= Requirement =
Here is the listing. Print it exactly.

= Records to process =
===

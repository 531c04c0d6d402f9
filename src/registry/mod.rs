// Copyright (c) 2025 Steve Wagner (ciroque@live.com)
// SPDX-License-Identifier: MIT

//! Action catalog.
//!
//! Actions are registered explicitly through an [`ActionRegistryBuilder`] at
//! startup; there is no global registry. The built [`ActionRegistry`] is
//! immutable and can be shared behind an `Arc`.

use serde_json::Value;
use std::collections::BTreeMap;
use std::sync::Arc;
use std::time::Instant;
use tracing::Instrument;

use crate::actions::register_core_transforms;
use crate::errors::{RegistryError, TransformError};
use crate::fanout::{GatherDescriptor, ScatterDescriptor, StepKind};
use crate::observability::messages::action::{
    ActionInvocationCompleted, ActionInvocationFailed, ActionInvocationStarted,
};
use crate::observability::messages::StructuredLog;
use crate::traits::{Action, ActionIntent, ActionSpec};
use crate::value::type_name;

#[derive(Default)]
pub struct ActionRegistryBuilder {
    actions: Vec<Arc<dyn Action>>,
}

impl ActionRegistryBuilder {
    pub fn register(mut self, action: Arc<dyn Action>) -> Self {
        self.actions.push(action);
        self
    }

    pub fn build(self) -> Result<ActionRegistry, RegistryError> {
        let mut actions = BTreeMap::new();
        for action in self.actions {
            let spec = action.spec();
            if spec.namespace.is_empty() || spec.name.is_empty() {
                return Err(RegistryError::InvalidActionName {
                    namespace: spec.namespace.to_string(),
                    name: spec.name.to_string(),
                });
            }
            let key = spec.key();
            if actions.contains_key(&key) {
                return Err(RegistryError::DuplicateAction { action: key });
            }
            actions.insert(key, action);
        }
        Ok(ActionRegistry { actions })
    }
}

pub struct ActionRegistry {
    actions: BTreeMap<String, Arc<dyn Action>>,
}

impl ActionRegistry {
    pub fn builder() -> ActionRegistryBuilder {
        ActionRegistryBuilder::default()
    }

    /// Registry holding the `core.transform` actions.
    pub fn with_core_transforms() -> Result<Self, RegistryError> {
        register_core_transforms(Self::builder()).build()
    }

    pub fn get(&self, key: &str) -> Option<Arc<dyn Action>> {
        self.actions.get(key).cloned()
    }

    pub fn contains(&self, key: &str) -> bool {
        self.actions.contains_key(key)
    }

    /// Specs of all registered actions, ordered by key.
    pub fn list(&self) -> Vec<&ActionSpec> {
        self.actions.values().map(|action| action.spec()).collect()
    }

    pub fn len(&self) -> usize {
        self.actions.len()
    }

    pub fn is_empty(&self) -> bool {
        self.actions.is_empty()
    }

    fn lookup(&self, key: &str) -> Result<&Arc<dyn Action>, TransformError> {
        self.actions
            .get(key)
            .ok_or_else(|| TransformError::UnknownAction {
                action: key.to_string(),
            })
    }

    pub fn validate(&self, key: &str, args: &Value) -> Result<(), TransformError> {
        self.lookup(key)?.validate(args)
    }

    /// Classifies a step so the engine can route fan-out and fan-in steps
    /// before anything is invoked.
    pub fn plan(&self, key: &str, args: &Value) -> Result<StepKind, TransformError> {
        match self.lookup(key)?.intent() {
            ActionIntent::Compute => Ok(StepKind::Compute),
            ActionIntent::FanOut => ScatterDescriptor::from_args(args).map(StepKind::FanOut),
            ActionIntent::FanIn => GatherDescriptor::from_args(args).map(StepKind::FanIn),
        }
    }

    pub async fn invoke(&self, key: &str, args: Value) -> Result<Value, TransformError> {
        let action = self.lookup(key)?;

        let start_msg = ActionInvocationStarted {
            action: key,
            argument_count: args.as_object().map_or(0, |map| map.len()),
        };
        let span = start_msg.span("action_invocation");
        span.in_scope(|| start_msg.log());

        let start_time = Instant::now();
        let result = action.invoke(args).instrument(span.clone()).await;
        let _guard = span.enter();

        match &result {
            Ok(output) => ActionInvocationCompleted {
                action: key,
                output_type: type_name(output),
                duration: start_time.elapsed(),
            }
            .log(),
            Err(error) => ActionInvocationFailed {
                action: key,
                kind: error.kind().as_str(),
                error,
            }
            .log(),
        }

        result
    }
}

#[cfg(test)]
mod tests {
    use super::*;
    use crate::errors::ErrorKind;
    use async_trait::async_trait;
    use serde_json::json;

    static ECHO_SPEC: ActionSpec = ActionSpec {
        namespace: "test",
        name: "echo",
        default_title: "Echo",
        description: "Returns its arguments.",
        display_group: "Test",
    };

    static NAMELESS_SPEC: ActionSpec = ActionSpec {
        namespace: "test",
        name: "",
        default_title: "",
        description: "",
        display_group: "",
    };

    struct Echo;

    #[async_trait]
    impl Action for Echo {
        fn spec(&self) -> &ActionSpec {
            &ECHO_SPEC
        }

        async fn invoke(&self, args: Value) -> Result<Value, TransformError> {
            Ok(args)
        }
    }

    struct Nameless;

    #[async_trait]
    impl Action for Nameless {
        fn spec(&self) -> &ActionSpec {
            &NAMELESS_SPEC
        }

        async fn invoke(&self, args: Value) -> Result<Value, TransformError> {
            Ok(args)
        }
    }

    #[test]
    fn test_core_catalog() {
        let registry = ActionRegistry::with_core_transforms().unwrap();
        let keys: Vec<String> = registry.list().iter().map(|spec| spec.key()).collect();
        assert_eq!(
            keys,
            vec![
                "core.transform.apply",
                "core.transform.compact",
                "core.transform.deduplicate",
                "core.transform.filter",
                "core.transform.gather",
                "core.transform.is_in",
                "core.transform.map",
                "core.transform.not_in",
                "core.transform.reshape",
                "core.transform.scatter",
            ]
        );
        assert!(registry.list().iter().all(|spec| spec.display_group == "Data Transform"));
    }

    #[test]
    fn test_duplicate_registration_fails() {
        let result = ActionRegistry::builder()
            .register(Arc::new(Echo))
            .register(Arc::new(Echo))
            .build();
        assert_eq!(
            result.err(),
            Some(RegistryError::DuplicateAction {
                action: "test.echo".to_string()
            })
        );
    }

    #[test]
    fn test_empty_name_fails() {
        let result = ActionRegistry::builder().register(Arc::new(Nameless)).build();
        assert!(matches!(result, Err(RegistryError::InvalidActionName { .. })));
    }

    #[test]
    fn test_plan_routes_by_intent() {
        let registry = ActionRegistry::with_core_transforms().unwrap();

        let kind = registry
            .plan("core.transform.filter", &json!({"items": [], "python_lambda": "lambda x: x"}))
            .unwrap();
        assert_eq!(kind, StepKind::Compute);

        let kind = registry
            .plan("core.transform.scatter", &json!({"collection": [1, 2]}))
            .unwrap();
        assert!(matches!(kind, StepKind::FanOut(_)));

        let kind = registry
            .plan("core.transform.gather", &json!({"items": "steps.x"}))
            .unwrap();
        assert!(matches!(kind, StepKind::FanIn(_)));

        let err = registry.plan("core.transform.nope", &json!({})).unwrap_err();
        assert_eq!(err.kind(), ErrorKind::UnknownAction);
    }

    #[tokio::test]
    async fn test_invoke_custom_action() {
        let registry = ActionRegistry::builder()
            .register(Arc::new(Echo))
            .build()
            .unwrap();
        let output = registry.invoke("test.echo", json!({"a": 1})).await.unwrap();
        assert_eq!(output, json!({"a": 1}));
        assert!(registry.contains("test.echo"));
        assert!(registry.get("core.transform.filter").is_none());
    }
}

===

= Written solution =
repository 531c04c0d6d402f9
filename src/registry/mod.rs
// Copyright (c) 2025 Steve Wagner (ciroque@live.com)
// SPDX-License-Identifier: MIT

//! Action catalog.
//!
//! Actions are registered explicitly through an [`ActionRegistryBuilder`] at
//! startup; there is no global registry. The built [`ActionRegistry`] is
//! immutable and can be shared behind an `Arc`.

use serde_json::Value;
use std::collections::BTreeMap;
use std::sync::Arc;
use std::time::Instant;
use tracing::Instrument;

use crate::actions::register_core_transforms;
use crate::errors::{RegistryError, TransformError};
use crate::fanout::{GatherDescriptor, ScatterDescriptor, StepKind};
use crate::observability::messages::action::{
    ActionInvocationCompleted, ActionInvocationFailed, ActionInvocationStarted,
};
use crate::observability::messages::StructuredLog;
use crate::traits::{Action, ActionIntent, ActionSpec};
use crate::value::type_name;

#[derive(Default)]
pub struct ActionRegistryBuilder {
    actions: Vec<Arc<dyn Action>>,
}

impl ActionRegistryBuilder {
    pub fn register(mut self, action: Arc<dyn Action>) -> Self {
        self.actions.push(action);
        self
    }

    pub fn build(self) -> Result<ActionRegistry, RegistryError> {
        let mut actions = BTreeMap::new();
        for action in self.actions {
            let spec = action.spec();
            if spec.namespace.is_empty() || spec.name.is_empty() {
                return Err(RegistryError::InvalidActionName {
                    namespace: spec.namespace.to_string(),
                    name: spec.name.to_string(),
                });
            }
            let key = spec.key();
            if actions.contains_key(&key) {
                return Err(RegistryError::DuplicateAction { action: key });
            }
            actions.insert(key, action);
        }
        Ok(ActionRegistry { actions })
    }
}

pub struct ActionRegistry {
    actions: BTreeMap<String, Arc<dyn Action>>,
}

impl ActionRegistry {
    pub fn builder() -> ActionRegistryBuilder {
        ActionRegistryBuilder::default()
    }

    /// Registry holding the `core.transform` actions.
    pub fn with_core_transforms() -> Result<Self, RegistryError> {
        register_core_transforms(Self::builder()).build()
    }

    pub fn get(&self, key: &str) -> Option<Arc<dyn Action>> {
        self.actions.get(key).cloned()
    }

    pub fn contains(&self, key: &str) -> bool {
        self.actions.contains_key(key)
    }

    /// Specs of all registered actions, ordered by key.
    pub fn list(&self) -> Vec<&ActionSpec> {
        self.actions.values().map(|action| action.spec()).collect()
    }

    pub fn len(&self) -> usize {
        self.actions.len()
    }

    pub fn is_empty(&self) -> bool {
        self.actions.is_empty()
    }

    fn lookup(&self, key: &str) -> Result<&Arc<dyn Action>, TransformError> {
        self.actions
            .get(key)
            .ok_or_else(|| TransformError::UnknownAction {
                action: key.to_string(),
            })
    }

    pub fn validate(&self, key: &str, args: &Value) -> Result<(), TransformError> {
        self.lookup(key)?.validate(args)
    }

    /// Classifies a step so the engine can route fan-out and fan-in steps
    /// before anything is invoked.
    pub fn plan(&self, key: &str, args: &Value) -> Result<StepKind, TransformError> {
        match self.lookup(key)?.intent() {
            ActionIntent::Compute => Ok(StepKind::Compute),
            ActionIntent::FanOut => ScatterDescriptor::from_args(args).map(StepKind::FanOut),
            ActionIntent::FanIn => GatherDescriptor::from_args(args).map(StepKind::FanIn),
        }
    }

    pub async fn invoke(&self, key: &str, args: Value) -> Result<Value, TransformError> {
        let action = self.lookup(key)?;

        let start_msg = ActionInvocationStarted {
            action: key,
            argument_count: args.as_object().map_or(0, |map| map.len()),
        };
        let span = start_msg.span("action_invocation");
        span.in_scope(|| start_msg.log());

        let start_time = Instant::now();
        let result = action.invoke(args).instrument(span.clone()).await;
        let _guard = span.enter();

        match &result {
            Ok(output) => ActionInvocationCompleted {
                action: key,
                output_type: type_name(output),
                duration: start_time.elapsed(),
            }
            .log(),
            Err(error) => ActionInvocationFailed {
                action: key,
                kind: error.kind().as_str(),
                error,
            }
            .log(),
        }

        result
    }
}

#[cfg(test)]
mod tests {
    use super::*;
    use crate::errors::ErrorKind;
    use async_trait::async_trait;
    use serde_json::json;

    static ECHO_SPEC: ActionSpec = ActionSpec {
        namespace: "test",
        name: "echo",
        default_title: "Echo",
        description: "Returns its arguments.",
        display_group: "Test",
    };

    static NAMELESS_SPEC: ActionSpec = ActionSpec {
        namespace: "test",
        name: "",
        default_title: "",
        description: "",
        display_group: "",
    };

    struct Echo;

    #[async_trait]
    impl Action for Echo {
        fn spec(&self) -> &ActionSpec {
            &ECHO_SPEC
        }

        async fn invoke(&self, args: Value) -> Result<Value, TransformError> {
            Ok(args)
        }
    }

    struct Nameless;

    #[async_trait]
    impl Action for Nameless {
        fn spec(&self) -> &ActionSpec {
            &NAMELESS_SPEC
        }

        async fn invoke(&self, args: Value) -> Result<Value, TransformError> {
            Ok(args)
        }
    }

    #[test]
    fn test_core_catalog() {
        let registry = ActionRegistry::with_core_transforms().unwrap();
        let keys: Vec<String> = registry.list().iter().map(|spec| spec.key()).collect();
        assert_eq!(
            keys,
            vec![
                "core.transform.apply",
                "core.transform.compact",
                "core.transform.deduplicate",
                "core.transform.filter",
                "core.transform.gather",
                "core.transform.is_in",
                "core.transform.map",
                "core.transform.not_in",
                "core.transform.reshape",
                "core.transform.scatter",
            ]
        );
        assert!(registry.list().iter().all(|spec| spec.display_group == "Data Transform"));
    }

    #[test]
    fn test_duplicate_registration_fails() {
        let result = ActionRegistry::builder()
            .register(Arc::new(Echo))
            .register(Arc::new(Echo))
            .build();
        assert_eq!(
            result.err(),
            Some(RegistryError::DuplicateAction {
                action: "test.echo".to_string()
            })
        );
    }

    #[test]
    fn test_empty_name_fails() {
        let result = ActionRegistry::builder().register(Arc::new(Nameless)).build();
        assert!(matches!(result, Err(RegistryError::InvalidActionName { .. })));
    }

    #[test]
    fn test_plan_routes_by_intent() {
        let registry = ActionRegistry::with_core_transforms().unwrap();

        let kind = registry
            .plan("core.transform.filter", &json!({"items": [], "python_lambda": "lambda x: x"}))
            .unwrap();
        assert_eq!(kind, StepKind::Compute);

        let kind = registry
            .plan("core.transform.scatter", &json!({"collection": [1, 2]}))
            .unwrap();
        assert!(matches!(kind, StepKind::FanOut(_)));

        let kind = registry
            .plan("core.transform.gather", &json!({"items": "steps.x"}))
            .unwrap();
        assert!(matches!(kind, StepKind::FanIn(_)));

        let err = registry.plan("core.transform.nope", &json!({})).unwrap_err();
        assert_eq!(err.kind(), ErrorKind::UnknownAction);
    }

    #[tokio::test]
    async fn test_invoke_custom_action() {
        let registry = ActionRegistry::builder()
            .register(Arc::new(Echo))
            .build()
            .unwrap();
        let output = registry.invoke("test.echo", json!({"a": 1})).await.unwrap();
        assert_eq!(output, json!({"a": 1}));
        assert!(registry.contains("test.echo"));
        assert!(registry.get("core.transform.filter").is_none());
    }
}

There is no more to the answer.